■ **WHAT IS BEING ASKED**
Please return only the lines from the one holding "Subject / principal identifier." through the one holding "verification happens in", exactly as they appear in the records below, both ends included.

Saved data entries

-.-.-

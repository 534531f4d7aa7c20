use chrono::{DateTime, Utc};
use serde::{Deserialize, Serialize};
use thiserror::Error;

use crate::{PrincipalId, Role};

/// JWT claims model (transport-agnostic).
///
/// The minimal set of claims the service expects once a token has been
/// decoded and its signature verified.
#[derive(Debug, Clone, PartialEq, Eq, Serialize, Deserialize)]
pub struct JwtClaims {
    /// Subject / principal identifier.
    pub sub: PrincipalId,

    /// RBAC roles granted to the principal.
    pub roles: Vec<Role>,

    /// Issued-at timestamp.
    pub issued_at: DateTime<Utc>,

    /// Expiration timestamp.
    pub expires_at: DateTime<Utc>,
}

#[derive(Debug, Error, Clone, PartialEq, Eq)]
pub enum TokenValidationError {
    #[error("malformed or unsigned token: {0}")]
    Malformed(String),

    #[error("token has expired")]
    Expired,

    #[error("token not yet valid (issued_at is in the future)")]
    NotYetValid,

    #[error("invalid token time window (expires_at <= issued_at)")]
    InvalidTimeWindow,
}

/// Deterministically validate JWT claims.
///
/// Note: this validates the *claims* only; signature verification happens in
/// [`crate::JwtValidator`] implementations.
pub fn validate_claims(claims: &JwtClaims, now: DateTime<Utc>) -> Result<(), TokenValidationError> {
    if claims.expires_at <= claims.issued_at {
        return Err(TokenValidationError::InvalidTimeWindow);
    }
    if now < claims.issued_at {
        return Err(TokenValidationError::NotYetValid);
    }
    if now >= claims.expires_at {
        return Err(TokenValidationError::Expired);
    }
    Ok(())
}

#[cfg(test)]
mod tests {
    use super::*;
    use chrono::Duration;

    fn claims(issued_at: DateTime<Utc>, ttl: Duration) -> JwtClaims {
        JwtClaims {
            sub: PrincipalId::new(),
            roles: vec![Role::VIEWER],
            issued_at,
            expires_at: issued_at + ttl,
        }
    }

    #[test]
    fn accepts_token_inside_window() {
        let now = Utc::now();
        assert_eq!(validate_claims(&claims(now, Duration::minutes(5)), now), Ok(()));
    }

    #[test]
    fn rejects_expired_and_future_tokens() {
        let now = Utc::now();
        let c = claims(now - Duration::minutes(10), Duration::minutes(5));
        assert_eq!(validate_claims(&c, now), Err(TokenValidationError::Expired));

        let c = claims(now + Duration::minutes(1), Duration::minutes(5));
        assert_eq!(validate_claims(&c, now), Err(TokenValidationError::NotYetValid));
    }

    #[test]
    fn rejects_inverted_window() {
        let now = Utc::now();
        let c = claims(now, Duration::minutes(-1));
        assert_eq!(validate_claims(&c, now), Err(TokenValidationError::InvalidTimeWindow));
    }
}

-.-.-

■ **SOLUTION TO THIS EXERCISE**
    /// Subject / principal identifier.
    pub sub: PrincipalId,

    /// RBAC roles granted to the principal.
    pub roles: Vec<Role>,

    /// Issued-at timestamp.
    pub issued_at: DateTime<Utc>,

    /// Expiration timestamp.
    pub expires_at: DateTime<Utc>,
}

#[derive(Debug, Error, Clone, PartialEq, Eq)]
pub enum TokenValidationError {
    #[error("malformed or unsigned token: {0}")]
    Malformed(String),

    #[error("token has expired")]
    Expired,

    #[error("token not yet valid (issued_at is in the future)")]
    NotYetValid,

    #[error("invalid token time window (expires_at <= issued_at)")]
    InvalidTimeWindow,
}

/// Deterministically validate JWT claims.
///
/// Note: this validates the *claims* only; signature verification happens in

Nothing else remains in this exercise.